There have been several analyses about Aam Aadmi Party (AAP) and its supremo Arvind Kejriwal’s return to power in Delhi. One among them doing the rounds is that the AAP government has ensured that Delhi is a revenue surplus state. Chief Minister Arvind Kejriwal projected it as a proof of the honesty with which his government has functioned. He used this as justification for giving some facilities for free, claiming they didn’t make a dent on the Delhi exchequer. Arvind Kejriwal himself said in the Legislative Assembly that the Comptroller and Auditor General (CAG) has certified that Delhi has remained a revenue surplus state.
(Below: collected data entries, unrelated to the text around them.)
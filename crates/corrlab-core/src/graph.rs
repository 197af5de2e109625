//! Fixed dependency graph of the explorer's cells.
//!
//! Seven cells with declared dependencies. Updating a source cell marks it
//! and everything downstream dirty; [`Notebook::evaluate`] recomputes the
//! dirty cells in topological order, each exactly once.

use std::collections::BTreeSet;
use std::fmt;
use std::sync::Arc;
use std::time::Instant;

use crate::constants::{DEFAULT_SEED, PREVIEW_ROWS};
use crate::dataset::{generate_seeded, Dataset};
use crate::error::CorrError;
use crate::metric::correlation;
use crate::observer::{CellEvent, CellObserver, CellSubject};
use crate::params::{ParamId, Params};
use crate::plot::ScatterPlot;
use crate::preview::{preview, PreviewRow};
use crate::summary::render_summary;

/// A node of the dependency graph.
///
/// Variant order is a valid topological order, so `Ord` and iteration over a
/// `BTreeSet<CellId>` both follow it.
#[derive(Debug, Clone, Copy, PartialEq, Eq, Hash, PartialOrd, Ord)]
pub enum CellId {
    Seed,
    Parameters,
    Dataset,
    Correlation,
    Summary,
    Plot,
    Preview,
}

impl CellId {
    pub const TOPOLOGICAL_ORDER: [CellId; 7] = [
        CellId::Seed,
        CellId::Parameters,
        CellId::Dataset,
        CellId::Correlation,
        CellId::Summary,
        CellId::Plot,
        CellId::Preview,
    ];

    #[must_use]
    pub fn name(self) -> &'static str {
        match self {
            Self::Seed => "seed",
            Self::Parameters => "parameters",
            Self::Dataset => "dataset",
            Self::Correlation => "correlation",
            Self::Summary => "summary",
            Self::Plot => "plot",
            Self::Preview => "preview",
        }
    }

    /// Direct inputs of this cell.
    #[must_use]
    pub fn dependencies(self) -> &'static [CellId] {
        match self {
            Self::Seed | Self::Parameters => &[],
            Self::Dataset => &[Self::Seed, Self::Parameters],
            Self::Correlation | Self::Plot | Self::Preview => &[Self::Dataset],
            Self::Summary => &[Self::Parameters, Self::Correlation],
        }
    }

    /// Cells that read this cell directly.
    #[must_use]
    pub fn dependents(self) -> Vec<CellId> {
        Self::TOPOLOGICAL_ORDER
            .into_iter()
            .filter(|cell| cell.dependencies().contains(&self))
            .collect()
    }

    /// Transitive dependents, excluding the cell itself.
    #[must_use]
    pub fn downstream(self) -> BTreeSet<CellId> {
        let mut seen = BTreeSet::new();
        let mut stack = self.dependents();
        while let Some(cell) = stack.pop() {
            if seen.insert(cell) {
                stack.extend(cell.dependents());
            }
        }
        seen
    }
}

impl fmt::Display for CellId {
    fn fmt(&self, f: &mut fmt::Formatter<'_>) -> fmt::Result {
        f.write_str(self.name())
    }
}

/// Cell values plus the dirty set.
///
/// Each derived cell is `None` until its first evaluation.
pub struct Notebook {
    seed: u64,
    params: Params,
    dataset: Option<Dataset>,
    correlation: Option<Result<f64, CorrError>>,
    summary: Option<String>,
    plot: Option<ScatterPlot>,
    preview: Option<Vec<PreviewRow>>,
    dirty: BTreeSet<CellId>,
    generation: u64,
    subject: CellSubject,
}

impl Notebook {
    /// A notebook with every cell dirty.
    #[must_use]
    pub fn new(params: Params, seed: u64) -> Self {
        Self {
            seed,
            params,
            dataset: None,
            correlation: None,
            summary: None,
            plot: None,
            preview: None,
            dirty: CellId::TOPOLOGICAL_ORDER.into_iter().collect(),
            generation: 0,
            subject: CellSubject::new(),
        }
    }

    /// Default parameters with seed 42.
    #[must_use]
    pub fn with_defaults() -> Self {
        Self::new(Params::default(), DEFAULT_SEED)
    }

    /// Register an observer for cell events.
    pub fn register(&self, observer: Arc<dyn CellObserver>) {
        self.subject.register(observer);
    }

    /// Set one parameter. Returns `Ok(false)` when the value is unchanged.
    pub fn set_param(&mut self, id: ParamId, value: f64) -> Result<bool, CorrError> {
        let next = self.params.with(id, value)?;
        Ok(self.set_params(next))
    }

    /// Replace the parameter snapshot. Returns `false` when nothing changed.
    pub fn set_params(&mut self, params: Params) -> bool {
        if params == self.params {
            return false;
        }
        self.params = params;
        self.invalidate(CellId::Parameters);
        true
    }

    /// Move one parameter a single step, saturating at its bounds.
    pub fn step_param(&mut self, id: ParamId, up: bool) -> bool {
        self.set_params(self.params.stepped(id, up))
    }

    /// Replace the seed. Returns `false` when unchanged.
    pub fn set_seed(&mut self, seed: u64) -> bool {
        if seed == self.seed {
            return false;
        }
        self.seed = seed;
        self.invalidate(CellId::Seed);
        true
    }

    /// Mark a cell and its downstream dirty.
    pub fn invalidate(&mut self, cell: CellId) {
        self.dirty.insert(cell);
        self.dirty.extend(cell.downstream());
    }

    /// Recompute every dirty cell in topological order.
    ///
    /// Returns the recomputed cells; empty when nothing was dirty.
    pub fn evaluate(&mut self) -> Vec<CellId> {
        if self.dirty.is_empty() {
            return Vec::new();
        }
        self.generation += 1;
        let dirty = std::mem::take(&mut self.dirty);
        let mut recomputed = Vec::with_capacity(dirty.len());

        for cell in dirty {
            let start = Instant::now();
            self.compute(cell);
            self.subject.notify(&CellEvent {
                cell,
                generation: self.generation,
                duration: start.elapsed(),
            });
            recomputed.push(cell);
        }
        recomputed
    }

    fn compute(&mut self, cell: CellId) {
        match cell {
            // Sources hold their value directly.
            CellId::Seed | CellId::Parameters => {}
            CellId::Dataset => {
                self.dataset = Some(generate_seeded(&self.params, self.seed));
            }
            CellId::Correlation => {
                self.correlation = self.dataset.as_ref().map(correlation);
            }
            CellId::Summary => {
                self.summary = self
                    .correlation
                    .as_ref()
                    .map(|r| render_summary(&self.params, r.as_ref().copied()));
            }
            CellId::Plot => {
                self.plot = self.dataset.as_ref().map(ScatterPlot::from_dataset);
            }
            CellId::Preview => {
                self.preview = self.dataset.as_ref().map(|ds| preview(ds, PREVIEW_ROWS));
            }
        }
    }

    #[must_use]
    pub fn seed(&self) -> u64 {
        self.seed
    }

    #[must_use]
    pub fn params(&self) -> Params {
        self.params
    }

    #[must_use]
    pub fn dataset(&self) -> Option<&Dataset> {
        self.dataset.as_ref()
    }

    #[must_use]
    pub fn correlation(&self) -> Option<Result<f64, &CorrError>> {
        self.correlation.as_ref().map(|r| r.as_ref().copied())
    }

    #[must_use]
    pub fn summary(&self) -> Option<&str> {
        self.summary.as_deref()
    }

    #[must_use]
    pub fn plot(&self) -> Option<&ScatterPlot> {
        self.plot.as_ref()
    }

    #[must_use]
    pub fn preview(&self) -> Option<&[PreviewRow]> {
        self.preview.as_deref()
    }

    /// Number of evaluation passes that recomputed at least one cell.
    #[must_use]
    pub fn generation(&self) -> u64 {
        self.generation
    }

    #[must_use]
    pub fn is_dirty(&self, cell: CellId) -> bool {
        self.dirty.contains(&cell)
    }

    #[must_use]
    pub fn dirty_cells(&self) -> Vec<CellId> {
        self.dirty.iter().copied().collect()
    }
}

impl Default for Notebook {
    fn default() -> Self {
        Self::with_defaults()
    }
}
However, here is the other part of story that the AAP government is hiding from the same CAG report. Though Delhi is seen as a revenue surplus state, a huge amount of loan is listed as ‘outstanding’ in the account book. When these loans are paid back from the government exchequer, the surplus numbers will disappear.
Burden of Debt
So, these figures obviously raise the question – how far can the concessions on Bus fare and electricity go? As the report quotes, only ₹351 crore was paid against the ₹26,620 crore disbursed to the Delhi Jal Board (DJB), while in the case of Delhi Transport Corporation (DTC) only ₹161 crore was paid against an outstanding due of ₹11,837 crore.
Losses That CM Hides
CM Kejriwal presented his narrative before the people, apparently picking up one part of the CAG report, that his government is efficiently handling the surplus amounts that rest with them. However, as this Indian Express report notes, the CAG report also notes that losses of DTC have increased from ₹2,914 crore in 2013-14 to ₹3,844 crore in 2017-18. The report published in December 3, 2019 also noted that the DTC also failed to induct a single bus in its fleet since 2010.
These facts do raise concerns over the sustainability of a freebie and concession driven model. Delhiites can’t really live in a fool’s paradise, assuming that they have revenue surplus, since someone someday has to payback what they owe.